Update to Unicode 13.0.0 standard

FelipeFTN / Emoji-Copy

😄 Emoji copy is a versatile extension designed to simplify emoji selection and clipboard management.

https://extensions.gnome.org/extension/6242/emoji-copy/

GNU General Public License v3.0

106 stars 12 forks source link

Update to Unicode 13.0.0 standard #21

Closed NatVIII closed 6 months ago

NatVIII commented 10 months ago

Current State Currently emoji-copy's database is based off of Unicode 12.1.0 thanks to @helena-dev (🏳️‍⚧️ solidarity)

Desired Goal By bringing emoji-copy into line with 13.0.0 standards we'll be able to then update it to 14.0.0 standards, and then bring it in line with 15.0.0 standards. My ultimate wish with this is setting achievable goals to work towards modernizing the available emojis.

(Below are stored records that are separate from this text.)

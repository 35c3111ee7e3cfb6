//! Persisted client state.
//!
//! A small JSON file keeps what must survive between runs: the study counters
//! and the access token. Keys match what the web client stores
//! (`documentsProcessed`, `currentStreak`, `access_token`) so a state file can
//! be inspected or seeded by hand.
//!
//! Writes go to a temporary file in the same directory which is then renamed
//! over the target, so a crash never leaves a half-written file.

use crate::error::ClientError;
use serde::{Deserialize, Serialize};
use std::io::Write;
use std::path::{Path, PathBuf};
use tempfile::NamedTempFile;
use tracing::{debug, warn};

/// Document counts that unlock an achievement.
pub const MILESTONES: &[u64] = &[5, 10, 15, 20];

/// Returns the milestone reached when the counter is exactly at one.
pub fn milestone_reached(documents_processed: u64) -> Option<u64> {
    MILESTONES
        .iter()
        .copied()
        .find(|m| *m == documents_processed)
}

/// Contents of the state file.
#[derive(Debug, Clone, Default, PartialEq, Eq, Serialize, Deserialize)]
pub struct ClientState {
    #[serde(rename = "documentsProcessed", default)]
    pub documents_processed: u64,
    #[serde(rename = "currentStreak", default)]
    pub current_streak: u64,
    #[serde(default, skip_serializing_if = "Option::is_none")]
    pub access_token: Option<String>,
}

/// Owns the [`ClientState`] and, unless in-memory, the file backing it.
#[derive(Debug, Clone, Default)]
pub struct StateStore {
    path: Option<PathBuf>,
    state: ClientState,
}

impl StateStore {
    /// A store that is never written to disk.
    pub fn in_memory() -> Self {
        Self::default()
    }

    /// Load the state file at `path`. A missing file yields fresh state.
    pub fn open(path: impl Into<PathBuf>) -> Result<Self, ClientError> {
        let path = path.into();
        let state = match std::fs::read_to_string(&path) {
            Ok(text) if text.trim().is_empty() => ClientState::default(),
            Ok(text) => {
                serde_json::from_str(&text).map_err(|e| ClientError::StateCorrupt {
                    path: path.clone(),
                    detail: e.to_string(),
                })?
            }
            Err(e) if e.kind() == std::io::ErrorKind::NotFound => {
                debug!("No state file at {}, starting fresh", path.display());
                ClientState::default()
            }
            Err(source) => return Err(ClientError::StateIo { path, source }),
        };
        Ok(Self {
            path: Some(path),
            state,
        })
    }

    /// Load the state file at [`StateStore::default_path`].
    pub fn open_default() -> Result<Self, ClientError> {
        match Self::default_path() {
            Some(path) => Self::open(path),
            None => {
                warn!("No config directory on this platform; state will not be saved");
                Ok(Self::in_memory())
            }
        }
    }

    /// `<config dir>/studybuddy/state.json`.
    pub fn default_path() -> Option<PathBuf> {
        dirs::config_dir().map(|d| d.join("studybuddy").join("state.json"))
    }

    pub fn path(&self) -> Option<&Path> {
        self.path.as_deref()
    }

    pub fn state(&self) -> &ClientState {
        &self.state
    }

    pub fn documents_processed(&self) -> u64 {
        self.state.documents_processed
    }

    pub fn current_streak(&self) -> u64 {
        self.state.current_streak
    }

    pub fn access_token(&self) -> Option<&str> {
        self.state.access_token.as_deref()
    }

    /// Bump both counters for one finished document, with a single write.
    pub fn record_completion(&mut self) -> Result<(), ClientError> {
        self.state.documents_processed += 1;
        self.state.current_streak += 1;
        self.save()
    }

    pub fn reset_streak(&mut self) -> Result<(), ClientError> {
        self.state.current_streak = 0;
        self.save()
    }

    pub fn set_access_token(&mut self, token: Option<String>) -> Result<(), ClientError> {
        self.state.access_token = token;
        self.save()
    }

    /// Write the state file atomically. No-op for in-memory stores.
    pub fn save(&self) -> Result<(), ClientError> {
        let Some(path) = &self.path else {
            return Ok(());
        };
        let io_err = |source| ClientError::StateIo {
            path: path.clone(),
            source,
        };

        let dir = match path.parent() {
            Some(p) if !p.as_os_str().is_empty() => p.to_path_buf(),
            _ => PathBuf::from("."),
        };
        std::fs::create_dir_all(&dir).map_err(io_err)?;

        let json = serde_json::to_vec_pretty(&self.state)
            .map_err(|e| ClientError::Internal(format!("Failed to encode state: {e}")))?;
        let mut tmp = NamedTempFile::new_in(&dir).map_err(io_err)?;
        tmp.write_all(&json).map_err(io_err)?;
        tmp.as_file().sync_all().map_err(io_err)?;
        tmp.persist(path).map_err(|e| io_err(e.error))?;

        debug!("Saved state to {}", path.display());
        Ok(())
    }
}

#[cfg(test)]
mod tests {
    use super::*;

    #[test]
    fn milestones() {
        assert_eq!(milestone_reached(5), Some(5));
        assert_eq!(milestone_reached(20), Some(20));
        assert_eq!(milestone_reached(6), None);
        assert_eq!(milestone_reached(25), None);
    }

    #[test]
    fn missing_file_is_fresh_state() {
        let dir = tempfile::tempdir().unwrap();
        let store = StateStore::open(dir.path().join("state.json")).unwrap();
        assert_eq!(store.state(), &ClientState::default());
    }

    #[test]
    fn counters_survive_round_trip() {
        let dir = tempfile::tempdir().unwrap();
        let path = dir.path().join("nested").join("state.json");

        let mut store = StateStore::open(&path).unwrap();
        store.record_completion().unwrap();
        store.record_completion().unwrap();
        store.set_access_token(Some("tok".into())).unwrap();

        let reopened = StateStore::open(&path).unwrap();
        assert_eq!(reopened.documents_processed(), 2);
        assert_eq!(reopened.current_streak(), 2);
        assert_eq!(reopened.access_token(), Some("tok"));
    }

    #[test]
    fn uses_web_client_key_names() {
        let dir = tempfile::tempdir().unwrap();
        let path = dir.path().join("state.json");
        std::fs::write(&path, r#"{"documentsProcessed": 4, "currentStreak": 2}"#).unwrap();

        let mut store = StateStore::open(&path).unwrap();
        store.record_completion().unwrap();
        assert_eq!(store.documents_processed(), 5);
        assert_eq!(store.current_streak(), 3);
        let text = std::fs::read_to_string(&path).unwrap();
        assert!(text.contains("\"documentsProcessed\": 5"), "got: {text}");
        assert!(!text.contains("access_token"));
    }

    #[test]
    fn corrupt_file_is_reported() {
        let dir = tempfile::tempdir().unwrap();
        let path = dir.path().join("state.json");
        std::fs::write(&path, "not json").unwrap();
        assert!(matches!(
            StateStore::open(&path),
            Err(ClientError::StateCorrupt { .. })
        ));
    }

    #[test]
    fn reset_streak_keeps_documents() {
        let mut store = StateStore::in_memory();
        store.record_completion().unwrap();
        store.reset_streak().unwrap();
        assert_eq!(store.documents_processed(), 1);
        assert_eq!(store.current_streak(), 0);
    }
}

pavinjosdev commented 7 months ago

I was wondering where these guys were (copied from emojipedia): 🥹 🥲

What needs to be done to update to Unicode 15.1? Does a PR updating the following files with the same format but new emojis do?

emoji-copy@felipeftn/data/emojisCharacters.js
emoji-copy@felipeftn/data/emojisKeywords.js

I'm thinking maybe I could write a python parser taking this and spitting out the arrays needed for Emoji-Copy.

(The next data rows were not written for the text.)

//! Task and controller state types.
//!
//! The backend reports Celery task states as loosely-cased strings
//! (`"Pending"`, `"STARTED"`, `"PROGRESS"`, `"Success"`, `"Failure"`).
//! [`TaskStatus`] normalises them; anything else is kept verbatim in
//! [`TaskStatus::Unknown`] so it can still be logged and shown.

use serde::{Deserialize, Serialize};
use std::fmt;

/// Progress shown for statuses that carry no estimate of their own.
pub const DEFAULT_PROGRESS: u8 = 30;

/// Progress set when a task has been accepted but not yet polled.
pub const ACCEPTED_PROGRESS: u8 = 10;

/// Progress of a finished request.
pub const COMPLETE_PROGRESS: u8 = 100;

/// Status of one backend processing task.
#[derive(Debug, Clone, PartialEq, Eq, Serialize, Deserialize)]
pub enum TaskStatus {
    Pending,
    Started,
    Progress,
    Success,
    Failure,
    /// Synthetic: the status request itself failed.
    Error,
    /// A status string this client does not know.
    Unknown(String),
}

impl TaskStatus {
    /// Parse a wire status string, case-insensitively.
    pub fn parse(raw: &str) -> Self {
        match raw.trim().to_ascii_lowercase().as_str() {
            "pending" => TaskStatus::Pending,
            "started" => TaskStatus::Started,
            "progress" => TaskStatus::Progress,
            "success" => TaskStatus::Success,
            "failure" => TaskStatus::Failure,
            "error" => TaskStatus::Error,
            _ => TaskStatus::Unknown(raw.to_string()),
        }
    }

    /// Terminal statuses end polling. `Error` is not terminal.
    pub fn is_terminal(&self) -> bool {
        matches!(self, TaskStatus::Success | TaskStatus::Failure)
    }

    /// Fixed progress estimate for a non-terminal status.
    ///
    /// These are markers, not measurements: the backend does not report a
    /// percentage. Terminal and synthetic statuses return `None` because the
    /// controller handles them separately.
    pub fn progress_estimate(&self) -> Option<u8> {
        match self {
            TaskStatus::Pending => Some(30),
            TaskStatus::Progress => Some(50),
            TaskStatus::Started => Some(70),
            TaskStatus::Unknown(_) => Some(DEFAULT_PROGRESS),
            TaskStatus::Success | TaskStatus::Failure | TaskStatus::Error => None,
        }
    }

    pub fn as_str(&self) -> &str {
        match self {
            TaskStatus::Pending => "Pending",
            TaskStatus::Started => "Started",
            TaskStatus::Progress => "Progress",
            TaskStatus::Success => "Success",
            TaskStatus::Failure => "Failure",
            TaskStatus::Error => "Error",
            TaskStatus::Unknown(s) => s,
        }
    }
}

impl fmt::Display for TaskStatus {
    fn fmt(&self, f: &mut fmt::Formatter<'_>) -> fmt::Result {
        f.write_str(self.as_str())
    }
}

/// Where the controller is in the life of one request.
///
/// ```text
/// Idle ─▶ Submitting ─┬─▶ Completed            (cache hit)
///                     └─▶ Polling ─┬─▶ Succeeded
///                                  └─▶ Failed
/// ```
#[derive(Debug, Clone, Copy, PartialEq, Eq, Default, Serialize, Deserialize)]
pub enum ControllerState {
    #[default]
    Idle,
    Submitting,
    /// The backend already had the result (cache hit).
    Completed,
    Polling,
    Succeeded,
    Failed,
}

impl fmt::Display for ControllerState {
    fn fmt(&self, f: &mut fmt::Formatter<'_>) -> fmt::Result {
        let s = match self {
            ControllerState::Idle => "idle",
            ControllerState::Submitting => "submitting",
            ControllerState::Completed => "completed",
            ControllerState::Polling => "polling",
            ControllerState::Succeeded => "succeeded",
            ControllerState::Failed => "failed",
        };
        f.write_str(s)
    }
}

#[cfg(test)]
mod tests {
    use super::*;

    #[test]
    fn parses_backend_spellings() {
        assert_eq!(TaskStatus::parse("Pending"), TaskStatus::Pending);
        assert_eq!(TaskStatus::parse("PENDING"), TaskStatus::Pending);
        assert_eq!(TaskStatus::parse("STARTED"), TaskStatus::Started);
        assert_eq!(TaskStatus::parse("PROGRESS"), TaskStatus::Progress);
        assert_eq!(TaskStatus::parse("Success"), TaskStatus::Success);
        assert_eq!(TaskStatus::parse("Failure"), TaskStatus::Failure);
        assert_eq!(
            TaskStatus::parse("RETRY"),
            TaskStatus::Unknown("RETRY".into())
        );
    }

    #[test]
    fn progress_table() {
        assert_eq!(TaskStatus::Pending.progress_estimate(), Some(30));
        assert_eq!(TaskStatus::Progress.progress_estimate(), Some(50));
        assert_eq!(TaskStatus::Started.progress_estimate(), Some(70));
        assert_eq!(
            TaskStatus::parse("UNKNOWN").progress_estimate(),
            Some(DEFAULT_PROGRESS)
        );
        assert_eq!(TaskStatus::Success.progress_estimate(), None);
        assert_eq!(TaskStatus::Error.progress_estimate(), None);
    }

    #[test]
    fn terminal_statuses() {
        assert!(TaskStatus::Success.is_terminal());
        assert!(TaskStatus::Failure.is_terminal());
        assert!(!TaskStatus::Error.is_terminal());
        assert!(!TaskStatus::Pending.is_terminal());
    }

    #[test]
    fn unknown_status_displays_raw_string() {
        assert_eq!(TaskStatus::parse("REVOKED").to_string(), "REVOKED");
    }

    #[test]
    fn controller_state_display() {
        assert_eq!(ControllerState::default().to_string(), "idle");
        assert_eq!(ControllerState::Succeeded.to_string(), "succeeded");
    }
}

pavinjosdev commented 7 months ago

@NatVIII @FelipeFTN Could you have a look at my proposed solution?

FelipeFTN commented 7 months ago

Heyy @pavinjosdev!! I'm sorry for the late response :sweat_smile: This is actually an amazing idea! Should work perfectly! :tada: I couldn't think of a better solution!

Building a Script that parses the latest Unicode emojis to our extensions to read should work nicely! I'm very excited to see this working, @pavinjosdev :eyes: Go on, feel free to open a Pull Request with your changes, I will take a careful look at it! :100:

I see two ways to achieve this:

Build a script to update the emojiKeywords.js and emojiCharacters.js (in Javascript type file)
Build a script that parses and update a Json file, and stop using Js files - this solution also needs to update the extension code to read from the emojis Json file.

Both should work fine! What do you think? Do you have any other solution, or may follow one of these?

Thank you so much for your contribution with this issue, @pavinjosdev!

pavinjosdev commented 7 months ago

@FelipeFTN Thank you for the update. I think option [2] using the JSON file is better as it's normally used for storing data and we can make the parser in any language that natively supports JSON. I will submit the PR soon 🙂

NatVIII commented 7 months ago

Actually, I know it's quite late but I wanted to contribute that other more featureful datasets are available which also include needed keywords. One possible example is pulling from the muan/emojilib repo, with its json available here. There were some issues with that implementation though that we may find on implementing this as well which are

No categorization

The current js file relies on having the emotes be in little categories at the top of the screen and I can't figure out a way to have this consistently be available if we're re-creating the database every unicode update to make sure that it's compliant with the latest standard

ZWJ Integration

I don't see any way in the code that we can use ZWJ sequences yet. They're more important in emojis implemented all the way up into 15.1 and I just never got a chance to figure that out.

Just my two cents, sorry I was never able to get around to this so far!

pavinjosdev commented 7 months ago

@NatVIII The current parser as implemented by @FelipeFTN uses the categories from the unicode test file to automatically categorize emojis into groups and subgroups such as Smileys & Emotion, People & Body, etc. I believe ZWJ emojis are included in there.

The whole thing is saved as an SQLite DB by the python parser, which is queried by the extension's JS. The blocker currently is w.r.t. using Gnome's libgda library and its corresponding SQLite binding causing gnome-shell to crash on OpenSuse Tumbleweed system running the latest of everything. It works on Fedora/Arch so I doubt it's an issue with the extension code itself. @FelipeFTN is awesome, he did all of the SQL work to make the queries fast 🚀

NatVIII commented 7 months ago

😮 I had no idea that much work had gone in, as cool as this project is and as much as I use it daily I haven't really had a chance to delve into the code too much. Good work @FelipeFTN

FelipeFTN commented 7 months ago

Hahahha Thank you so much @NatVIII @pavinjosdev :heart: Actually @pavinjosdev did all the hard work hahaha!

The new feature is almost ready! Let's keep working! :people_hugging: